O CC Global Summit estava muito bem organizado, pelo menos aos olhos de quem o visitava. O segredo foi a atenção ao detalhe. Logo à entrada, havia autocolantes com pronomes she, he, they ou ze para a comunidade LGBTQ+ se sentir incluída; nas casas-de-banho também havia uma nota sobre “escolher a casa-de-banho que melhor serve a tua identidade”. À entrada também, no processo de registo, havia autocolantes vermelhos para quem não quisesse ser fotografado.

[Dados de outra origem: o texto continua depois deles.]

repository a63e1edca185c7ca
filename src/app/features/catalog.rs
use tracing::{error, info, warn};

use crate::app::{
    action::{Action, UpdateResult},
    command::Command,
    state::{AppState, ErrorSeverity, ErrorState, StatusLevel},
};

pub fn update(state: &mut AppState, action: &Action) -> UpdateResult {
    match action {
        Action::ReloadCatalogs | Action::ExternalChangeDetected => {
            let Some(dir) = state.data_dir.clone() else {
                state.set_status("No data directory to reload", StatusLevel::Warning);
                return UpdateResult::Handled(None);
            };
            if *action == Action::ExternalChangeDetected {
                info!(dir = %dir.display(), "data directory changed, reloading");
            }
            state.is_reloading = true;
            UpdateResult::Handled(Some(Command::LoadCatalogs(dir)))
        }
        Action::CatalogsLoaded(report) => {
            state.is_reloading = false;
            state.load_warnings = report.warnings.clone();
            state.replace_catalogs(report.catalogs.clone());
            if report.warnings.is_empty() {
                state.set_status(
                    format!("Loaded {} entries", state.catalogs.total_entries()),
                    StatusLevel::Success,
                );
            } else {
                for w in &report.warnings {
                    warn!(warning = %w, "catalog load warning");
                }
                state.last_error = Some(ErrorState::new(
                    report.warnings.join("\n"),
                    ErrorSeverity::Warning,
                ));
            }
            UpdateResult::Handled(None)
        }
        Action::ErrorOccurred(message) => {
            error!(message = %message, "command failed");
            state.is_reloading = false;
            state.last_error = Some(ErrorState::new(message.clone(), ErrorSeverity::Error));
            UpdateResult::Handled(None)
        }
        _ => UpdateResult::NotHandled,
    }
}
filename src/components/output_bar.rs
use crate::domain::error::RenderError;
use crate::theme::{glyphs, Theme};

use ratatui::{
    buffer::Buffer,
    layout::Rect,
    text::{Line, Span},
    widgets::{Block, BorderType, Borders, Paragraph, Widget},
};

/// Live command preview. Render errors are shown in place of the command.
pub struct OutputBar<'a> {
    pub preview: Option<Result<String, RenderError>>,
    pub placeholder: &'a str,
    pub auto_copy: bool,
    pub theme: &'a Theme,
}

impl Widget for OutputBar<'_> {
    fn render(self, area: Rect, buf: &mut Buffer) {
        let theme = self.theme;
        let mut block = Block::default()
            .title(Line::from(vec![
                Span::raw(" "),
                Span::styled("COMMAND", theme.header_item),
                Span::raw(" "),
            ]))
            .borders(Borders::ALL)
            .border_type(BorderType::Rounded)
            .border_style(theme.border);
        if self.auto_copy {
            block = block.title_bottom(
                Line::from(Span::styled(
                    format!(" {} Enter copies ", glyphs::CLIPBOARD),
                    theme.dimmed,
                ))
                .right_aligned(),
            );
        }

        let line = match self.preview {
            Some(Ok(command)) => Line::from(Span::styled(command, theme.command.patch(theme.command_bg))),
            Some(Err(e)) => Line::from(Span::styled(format!("✗ {e}"), theme.command_error)),
            None => Line::from(Span::styled(self.placeholder, theme.field_hint)),
        };
        Paragraph::new(line).block(block).render(area, buf);
    }
}
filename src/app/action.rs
use crate::app::command::Command;
use crate::infrastructure::catalog_loader::LoadReport;

#[derive(Debug, Clone)]
pub enum UpdateResult {
    Handled(Option<Command>),
    NotHandled,
}

#[derive(Debug, Clone, PartialEq)]
pub enum Action {
    // --- System / Terminal ---
    Tick,
    Resize(u16, u16),
    Quit,

    // --- Navigation ---
    SelectNext,
    SelectPrev,
    SelectFirst,
    SelectLast,
    PageDown,
    PageUp,
    SelectIndex(usize), // Row of the visible list
    NextTab,
    PrevTab,
    SwitchTab(usize),

    // --- Filter ---
    EnterFilterMode, // Open the filter bar (/)
    ApplyFilter,     // Keep the typed query (Enter)

    // --- Parameter Form ---
    EnterParamEdit,   // Focus the form (e)
    NextField,        // Tab / Down inside the form
    PrevField,        // Shift-Tab / Up inside the form
    CycleField(bool), // Toggle a flag or step a choice

    // --- Output ---
    Generate,       // Render and, with auto-copy, copy (Enter)
    CopyOutput,     // Copy the current command (y)
    ToggleAutoCopy, // (a)

    // --- Favorites ---
    AddFavoriteIntent,    // Prompt for a description (f)
    AddFavorite(String),  // Save with the given description
    RemoveFavorite,       // (d) on the favorites tab
    UseFavorite,          // (Enter) on the favorites tab
    CycleFavoritesFilter, // (t) all / per-tab

    // --- UI Mode Transitions ---
    CancelMode,                             // ESC key (close modal/mode)
    ToggleHelp,                             // Toggle the help overlay (?)
    EnterThemeSelection,                    // Open theme selection modal (T)
    SelectThemeNext,                        // Next theme in selection
    SelectThemePrev,                        // Previous theme in selection
    ConfirmTheme,                           // Apply the highlighted theme
    SwitchTheme(crate::theme::PaletteType), // Apply a new theme
    TextAreaInput(crossterm::event::KeyEvent),

    // --- Async Results ---
    ReloadCatalogs,                        // Manual reload (r)
    CatalogsLoaded(Box<LoadReport>),       // A complete new catalog set arrived
    ExternalChangeDetected,                // Data directory changed on disk
    CopyCompleted(Result<String, String>), // Copied text or failure message
    FavoritesSaved(Result<String, String>),
    ErrorOccurred(String),
}
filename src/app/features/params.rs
use crate::app::{
    action::{Action, UpdateResult},
    state::{AppMode, AppState, InputState, StatusLevel},
};
use crate::domain::models::CatalogKind;

pub fn update(state: &mut AppState, action: &Action) -> UpdateResult {
    match action {
        Action::EnterParamEdit => {
            let Some((view, _)) = state.active() else {
                return UpdateResult::Handled(None);
            };
            if view.form.specs.is_empty() {
                let message = if view.kind == CatalogKind::Taming {
                    "Taming entries are reference only"
                } else {
                    "No parameters to edit"
                };
                state.set_status(message, StatusLevel::Info);
                return UpdateResult::Handled(None);
            }
            state.mode = AppMode::ParamEdit;
            reload_input(state);
            UpdateResult::Handled(None)
        }
        Action::NextField | Action::PrevField => {
            if let Some((view, _)) = state.active_mut() {
                if *action == Action::NextField {
                    view.form.focus_next();
                } else {
                    view.form.focus_prev();
                }
            }
            reload_input(state);
            UpdateResult::Handled(None)
        }
        Action::CycleField(forward) => {
            let cycled = state
                .active_mut()
                .is_some_and(|(view, _)| view.form.cycle_focused(*forward));
            if cycled {
                reload_input(state);
            }
            UpdateResult::Handled(None)
        }
        Action::CancelMode if state.mode == AppMode::ParamEdit => {
            state.mode = AppMode::Normal;
            state.input = None;
            UpdateResult::Handled(None)
        }
        _ => UpdateResult::NotHandled,
    }
}

/// Writes the editor text into the focused form field.
pub fn sync_field(state: &mut AppState) {
    let Some(text) = state.input.as_ref().map(|i| i.text_area.text()) else {
        return;
    };
    if let Some((view, _)) = state.active_mut() {
        view.form.set_focused_input(text);
    }
}

fn reload_input(state: &mut AppState) {
    let text = state
        .active()
        .map(|(view, _)| view.form.focused_input().to_string())
        .unwrap_or_default();
    state.input = Some(InputState::new(&text));
}
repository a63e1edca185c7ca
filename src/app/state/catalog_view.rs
use ratatui::widgets::ListState;

use super::form::ParamForm;
use crate::domain::{
    filter::{filter_indices, filter_indices_with},
    models::{Catalog, CatalogEntry, CatalogKind},
};

/// Extra metadata searched by the commands filter.
const COMMAND_SEARCH_FIELDS: [&str; 1] = ["description"];

/// Filter, selection and form of one catalog tab.
#[derive(Debug, Clone, PartialEq)]
pub struct CatalogView {
    pub kind: CatalogKind,
    pub query: String,
    /// Catalog indices matching `query`, in catalog order.
    pub visible: Vec<usize>,
    pub list_state: ListState,
    pub form: ParamForm,
}

impl CatalogView {
    #[must_use]
    pub fn new(kind: CatalogKind) -> Self {
        Self {
            kind,
            query: String::new(),
            visible: Vec::new(),
            list_state: ListState::default(),
            form: ParamForm::for_kind(kind),
        }
    }

    /// Re-runs the filter against `catalog`, keeping the entry `keep_id` selected
    /// when it is still visible and clamping the selection otherwise.
    pub fn refresh(&mut self, catalog: &Catalog, keep_id: Option<&str>) {
        self.visible = if self.kind == CatalogKind::Commands {
            filter_indices_with(catalog, &self.query, &COMMAND_SEARCH_FIELDS)
        } else {
            filter_indices(catalog, &self.query)
        };

        let kept = keep_id.and_then(|id| {
            self.visible
                .iter()
                .position(|&i| catalog.get(i).is_some_and(|e| e.id() == id))
        });
        let selected = if self.visible.is_empty() {
            None
        } else {
            let last = self.visible.len() - 1;
            Some(kept.unwrap_or_else(|| self.list_state.selected().unwrap_or(0).min(last)))
        };
        self.list_state.select(selected);
        self.form.follow(self.kind, self.selected(catalog));
    }

    pub fn set_query(&mut self, catalog: &Catalog, query: String) {
        let keep = self.selected(catalog).map(|e| e.id().to_string());
        self.query = query;
        self.refresh(catalog, keep.as_deref());
    }

    #[must_use]
    pub fn selected<'c>(&self, catalog: &'c Catalog) -> Option<&'c CatalogEntry> {
        let pos = self.list_state.selected()?;
        catalog.get(*self.visible.get(pos)?)
    }

    /// Selects the `pos`-th visible entry.
    pub fn select(&mut self, catalog: &Catalog, pos: usize) {
        if pos < self.visible.len() {
            self.list_state.select(Some(pos));
            self.form.follow(self.kind, self.selected(catalog));
        }
    }

    /// Moves the selection by `delta`, wrapping around at both ends.
    pub fn move_by(&mut self, catalog: &Catalog, delta: isize) {
        let pos = calculate_new_index(self.list_state.selected(), delta, self.visible.len());
        self.select(catalog, pos);
    }

    /// Moves the selection by `delta` without wrapping.
    pub fn jump_by(&mut self, catalog: &Catalog, delta: isize) {
        if self.visible.is_empty() {
            return;
        }
        let last = self.visible.len() - 1;
        let current = self.list_state.selected().unwrap_or(0) as isize;
        let pos = (current + delta).clamp(0, last as isize) as usize;
        self.select(catalog, pos);
    }
}

pub(crate) fn calculate_new_index(current: Option<usize>, delta: isize, len: usize) -> usize {
    if len == 0 {
        return 0;
    }
    match current {
        Some(i) => (i as isize + delta).rem_euclid(len as isize) as usize,
        None => 0,
    }
}

#[cfg(test)]
mod tests {
    use super::*;

    fn creatures() -> Catalog {
        Catalog::new(
            CatalogKind::Creatures,
            vec![
                CatalogEntry::new("Dodo_Character_BP_C", "Dodo"),
                CatalogEntry::new("Raptor_Character_BP_C", "Raptor"),
                CatalogEntry::new("Rex_Character_BP_C", "Rex"),
            ],
        )
    }

    #[test]
    fn test_query_keeps_selected_entry() {
        let catalog = creatures();
        let mut view = CatalogView::new(CatalogKind::Creatures);
        view.refresh(&catalog, None);
        view.select(&catalog, 2);

        view.set_query(&catalog, "r".to_string());
        assert_eq!(view.visible, vec![1, 2]);
        assert_eq!(view.selected(&catalog).unwrap().label(), "Rex");

        view.set_query(&catalog, "dod".to_string());
        assert_eq!(view.selected(&catalog).unwrap().label(), "Dodo");

        view.set_query(&catalog, "zzz".to_string());
        assert!(view.selected(&catalog).is_none());
        assert_eq!(view.list_state.selected(), None);
    }

    #[test]
    fn test_commands_match_description() {
        let catalog = Catalog::new(
            CatalogKind::Commands,
            vec![
                CatalogEntry::new("Fly", "Fly")
                    .with_field("syntax", "cheat fly")
                    .with_field("description", "Lets the player fly"),
                CatalogEntry::new("God", "God")
                    .with_field("syntax", "cheat god")
                    .with_field("description", "Invulnerability"),
            ],
        );
        let mut view = CatalogView::new(CatalogKind::Commands);
        view.set_query(&catalog, "PLAYER".to_string());
        assert_eq!(view.visible, vec![0]);
        assert_eq!(view.form.entry_id(), Some("Fly"));
    }

    #[test]
    fn test_navigation() {
        let catalog = creatures();
        let mut view = CatalogView::new(CatalogKind::Creatures);
        view.refresh(&catalog, None);
        assert_eq!(view.list_state.selected(), Some(0));

        view.move_by(&catalog, -1);
        assert_eq!(view.list_state.selected(), Some(2));
        view.move_by(&catalog, 1);
        assert_eq!(view.list_state.selected(), Some(0));

        view.jump_by(&catalog, 10);
        assert_eq!(view.list_state.selected(), Some(2));
        view.jump_by(&catalog, -10);
        assert_eq!(view.list_state.selected(), Some(0));

        view.select(&catalog, 7);
        assert_eq!(view.list_state.selected(), Some(0));
    }

    #[test]
    fn test_refresh_clamps_after_reload() {
        let mut view = CatalogView::new(CatalogKind::Creatures);
        let catalog = creatures();
        view.refresh(&catalog, None);
        view.select(&catalog, 2);

        let smaller = Catalog::new(
            CatalogKind::Creatures,
            vec![CatalogEntry::new("Dodo_Character_BP_C", "Dodo")],
        );
        view.refresh(&smaller, Some("Rex_Character_BP_C"));
        assert_eq!(view.list_state.selected(), Some(0));
    }

    #[test]
    fn test_calculate_new_index() {
        assert_eq!(calculate_new_index(None, 1, 5), 0);
        assert_eq!(calculate_new_index(Some(4), 1, 5), 0);
        assert_eq!(calculate_new_index(Some(0), -1, 5), 4);
        assert_eq!(calculate_new_index(Some(3), 1, 0), 0);
    }
}
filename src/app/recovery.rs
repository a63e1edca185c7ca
#[must_use]
pub fn get_suggestions(msg: &str) -> Vec<String> {
    let mut suggestions = Vec::new();
    let msg_lower = msg.to_lowercase();

    if msg_lower.contains("not found at") {
        suggestions
            .push("Point cheatgen at the bundled data with: cheatgen --data-dir <DIR>".to_string());
    }

    if msg_lower.contains("malformed") || msg_lower.contains("missing required field") {
        suggestions.push(
            "Fix the JSON file; it reloads automatically once saved (or press r)".to_string(),
        );
    }

    if msg_lower.contains("clipboard") {
        suggestions.push(
            "Copy the command from the output bar manually; on Linux make sure an X11 or Wayland session is available"
                .to_string(),
        );
    }

    if msg_lower.contains("favorites") {
        suggestions.push("Check that ~/.config/cheatgen is writable".to_string());
    }

    suggestions
}
use crate::app::state::{ErrorSeverity, ErrorState};
use crate::theme::Theme;
use ratatui::{
    buffer::Buffer,
    layout::{Alignment, Rect},
    text::{Line, Span},
    widgets::{BorderType, Paragraph, Widget, Wrap},
};

use super::helpers::{centered_rect, open_modal};

/// Shown for catalog load warnings and failed background commands.
pub struct ErrorModal<'a> {
    pub theme: &'a Theme,
    pub error: &'a ErrorState,
}

impl Widget for ErrorModal<'_> {
    fn render(self, area: Rect, buf: &mut Buffer) {
        let modal_area = centered_rect(70, 40, area);
        if modal_area.width == 0 || modal_area.height == 0 {
            return;
        }

        let (title, title_style, icon) = match self.error.severity {
            ErrorSeverity::Info => (" INFO ", self.theme.header_item, "i"),
            ErrorSeverity::Warning => (" WARNING ", self.theme.header_warn, "!"),
            ErrorSeverity::Error => (" ERROR ", self.theme.status_error, "x"),
        };
        let block = open_modal(buf, modal_area, area, title, title_style, self.theme)
            .border_type(BorderType::Double)
            .border_style(title_style);

        let mut lines = vec![Line::from("")];
        for message in self.error.message.lines() {
            lines.push(Line::from(vec![
                Span::styled(format!("{icon} "), title_style),
                Span::styled(message, self.theme.footer_segment_val),
            ]));
        }
        lines.push(Line::from(Span::styled(
            format!("Occurred at: {}", self.error.timestamp.format("%H:%M:%S")),
            self.theme.dimmed,
        )));
        lines.push(Line::from(""));

        if !self.error.suggestions.is_empty() {
            lines.push(Line::from(Span::styled("Suggestions:", self.theme.header_item)));
            for suggestion in &self.error.suggestions {
                lines.push(Line::from(vec![
                    Span::styled("  • ", self.theme.header_item),
                    Span::styled(suggestion, self.theme.footer_segment_key),
                ]));
            }
            lines.push(Line::from(""));
        }

        lines.push(Line::from(vec![
            Span::raw(" Press "),
            Span::styled("Esc", self.theme.footer_segment_key),
            Span::raw(" to acknowledge "),
        ]));

        Paragraph::new(lines)
            .alignment(Alignment::Center)
            .wrap(Wrap { trim: true })
            .block(block)
            .render(modal_area, buf);
    }
}
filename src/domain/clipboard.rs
use super::error::ClipboardError;

/// Destination for generated commands.
#[cfg_attr(test, mockall::automock)]
pub trait ClipboardSink {
    fn copy(&mut self, text: &str) -> Result<(), ClipboardError>;
}
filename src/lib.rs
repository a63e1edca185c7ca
pub mod app;
pub mod components;
pub mod domain;
pub mod infrastructure;
pub mod theme;
pub mod clipboard;
pub mod console;
pub mod error;
pub mod favorites;
pub mod filter;
pub mod models;
pub mod params;
pub mod template;
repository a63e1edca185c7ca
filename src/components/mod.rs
pub mod catalog_list;
pub mod detail_panel;
pub mod footer;
pub mod header;
pub mod modals;
pub mod output_bar;
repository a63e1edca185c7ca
use super::palette::Palette;
use ratatui::style::Color;

pub const GRUVBOX: Palette = Palette {
    base: Color::Rgb(40, 40, 40),
    mantle: Color::Rgb(50, 48, 47),
    crust: Color::Rgb(29, 32, 33),
    text: Color::Rgb(235, 219, 178),
    subtext0: Color::Rgb(189, 174, 147),
    subtext1: Color::Rgb(213, 196, 161),
    surface0: Color::Rgb(60, 56, 54),
    surface1: Color::Rgb(80, 73, 69),
    surface2: Color::Rgb(102, 92, 84),
    overlay0: Color::Rgb(124, 111, 100),
    overlay1: Color::Rgb(146, 131, 116),
    blue: Color::Rgb(131, 165, 152),
    teal: Color::Rgb(142, 192, 124),
    green: Color::Rgb(184, 187, 38),
    yellow: Color::Rgb(250, 189, 47),
    peach: Color::Rgb(254, 128, 25),
    red: Color::Rgb(251, 73, 52),
    mauve: Color::Rgb(211, 134, 155),
};
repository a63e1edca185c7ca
use crate::app::{
    action::Action,
    command::Command,
    input::{map_event_to_action, track_click},
    persistence, reducer,
    state::AppState,
    ui,
};
use crate::domain::clipboard::ClipboardSink;
use crate::infrastructure::catalog_loader;

use anyhow::Result;
use crossterm::event::{self, Event};
use notify::{RecommendedWatcher, RecursiveMode, Watcher};
use ratatui::{backend::Backend, Terminal};
use std::path::Path;
use std::time::Duration;
use tokio::sync::mpsc;
use tokio::time::interval;
use tracing::{debug, error, info, warn};

const TICK_RATE: Duration = Duration::from_millis(250);
const DEBOUNCE: Duration = Duration::from_millis(500);

pub async fn run_loop<B: Backend>(
    terminal: &mut Terminal<B>,
    app_state: AppState<'_>,
    clipboard: Box<dyn ClipboardSink>,
) -> Result<()> {
    // User input channel
    let (event_tx, event_rx) = mpsc::channel(100);
    tokio::task::spawn_blocking(move || loop {
        match event::read() {
            Ok(evt) => {
                if event_tx.blocking_send(Ok(evt)).is_err() {
                    break;
                }
            }
            Err(e) => {
                let _ = event_tx.blocking_send(Err(e));
                break;
            }
        }
    });

    run_loop_with_events(terminal, app_state, clipboard, event_rx).await
}

pub async fn run_loop_with_events<B: Backend>(
    terminal: &mut Terminal<B>,
    mut app_state: AppState<'_>,
    mut clipboard: Box<dyn ClipboardSink>,
    mut event_rx: mpsc::Receiver<Result<Event, std::io::Error>>,
) -> Result<()> {
    let (action_tx, mut action_rx) = mpsc::channel(100);
    let mut interval = interval(TICK_RATE);

    // Data directory watcher
    let (notify_tx, mut notify_rx) = mpsc::channel(1);
    let _watcher = app_state
        .data_dir
        .as_deref()
        .and_then(|dir| watch_data_dir(dir, notify_tx));

    let action_tx_clone = action_tx.clone();
    tokio::spawn(async move {
        let mut pending = false;
        loop {
            if pending {
                tokio::select! {
                    Some(()) = notify_rx.recv() => {}
                    () = tokio::time::sleep(DEBOUNCE) => {
                        let _ = action_tx_clone.send(Action::ExternalChangeDetected).await;
                        pending = false;
                    }
                }
            } else if notify_rx.recv().await.is_some() {
                pending = true;
            } else {
                break;
            }
        }
    });

    // Initial Load
    if let Some(dir) = app_state.data_dir.clone() {
        app_state.is_reloading = true;
        handle_command(Command::LoadCatalogs(dir), clipboard.as_mut(), action_tx.clone());
    }

    loop {
        // --- 1. Render ---
        terminal.draw(|f| {
            ui::draw(f, &mut app_state);
        })?;

        // --- 2. Event Handling (TEA Runtime) ---
        let action = tokio::select! {
            _ = interval.tick() => Some(Action::Tick),

            // User Input
            Some(res) = event_rx.recv() => {
                let event = res?;
                let action = map_event_to_action(event.clone(), &app_state, terminal.size()?);
                track_click(&mut app_state, &event);
                action
            },

            // Async Results
            Some(a) = action_rx.recv() => Some(a),
        };

        // --- 3. Update (Reducer) ---
        if let Some(action) = action {
            let command = reducer::update(&mut app_state, action);
            if app_state.should_quit {
                info!("quitting");
                break;
            }
            if let Some(cmd) = command {
                handle_command(cmd, clipboard.as_mut(), action_tx.clone());
            }
        }
    }

    Ok(())
}

fn watch_data_dir(dir: &Path, notify_tx: mpsc::Sender<()>) -> Option<RecommendedWatcher> {
    if !dir.is_dir() {
        return None;
    }
    let mut watcher = match notify::recommended_watcher(move |res: notify::Result<notify::Event>| {
        if res.is_ok_and(|e| !e.kind.is_access()) {
            let _ = notify_tx.try_send(());
        }
    }) {
        Ok(watcher) => watcher,
        Err(e) => {
            warn!(error = %e, "file watching unavailable, use r to reload");
            return None;
        }
    };
    if let Err(e) = watcher.watch(dir, RecursiveMode::NonRecursive) {
        warn!(error = %e, dir = %dir.display(), "cannot watch data directory");
        return None;
    }
    debug!(dir = %dir.display(), "watching data directory");
    Some(watcher)
}

/// Runs a side effect. Results come back on `tx` as actions.
pub(crate) fn handle_command(
    command: Command,
    clipboard: &mut dyn ClipboardSink,
    tx: mpsc::Sender<Action>,
) {
    match command {
        Command::LoadCatalogs(dir) => {
            tokio::spawn(async move {
                let result =
                    tokio::task::spawn_blocking(move || catalog_loader::load_all(&dir)).await;
                let action = match result {
                    Ok(report) => Action::CatalogsLoaded(Box::new(report)),
                    Err(e) => Action::ErrorOccurred(format!("Catalog load failed: {e}")),
                };
                let _ = tx.send(action).await;
            });
        }
        Command::CopyToClipboard(text) => {
            // The handle lives on this thread, so the copy itself is synchronous.
            let result = match clipboard.copy(&text) {
                Ok(()) => Ok(text),
                Err(e) => {
                    warn!(error = %e, "copy failed");
                    Err(e.to_string())
                }
            };
            tokio::spawn(async move {
                let _ = tx.send(Action::CopyCompleted(result)).await;
            });
        }
        Command::SaveFavorites {
            path,
            favorites,
            message,
        } => {
            tokio::spawn(async move {
                let result = tokio::task::spawn_blocking(move || {
                    persistence::save_favorites(&path, &favorites)
                })
                .await;
                let action = match result {
                    Ok(Ok(())) => Action::FavoritesSaved(Ok(message)),
                    Ok(Err(e)) => {
                        error!(error = %e, "failed to save favorites");
                        Action::FavoritesSaved(Err(e.to_string()))
                    }
                    Err(e) => Action::FavoritesSaved(Err(e.to_string())),
                };
                let _ = tx.send(action).await;
            });
        }
    }
}

#[cfg(test)]
#[path = "loop_tests.rs"]
mod tests;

Em resumo, parecia estar tudo pensado para que os visitantes não precisassem de se preocupar com absolutamente mais nada para além das difíceis decisões entre as palestras que iam acontecendo em simultâneo. O bilhete dava não só acesso aos momentos de aprendizagem como ao almoço e a sessões de descompressão (yoga de manhã, duas festas à noite). Os oradores não se fechavam em salas VIPs onde só acediam os grandes media e a zona de imprensa não era a única a merecer comida e bebida à descrição – não havia zona de imprensa sequer. Em vez disso e no decurso do espírito da partilha, todos os espaços se iam reinventando, ao acesso e à disposição de cada um; as ideias merecedoras de talks eram efectivamente expostas nos halls de passagem; quem fazia questões numa apresentação era quem liderava a seguinte e nem nas credenciais havia qualquer tipo de discriminação.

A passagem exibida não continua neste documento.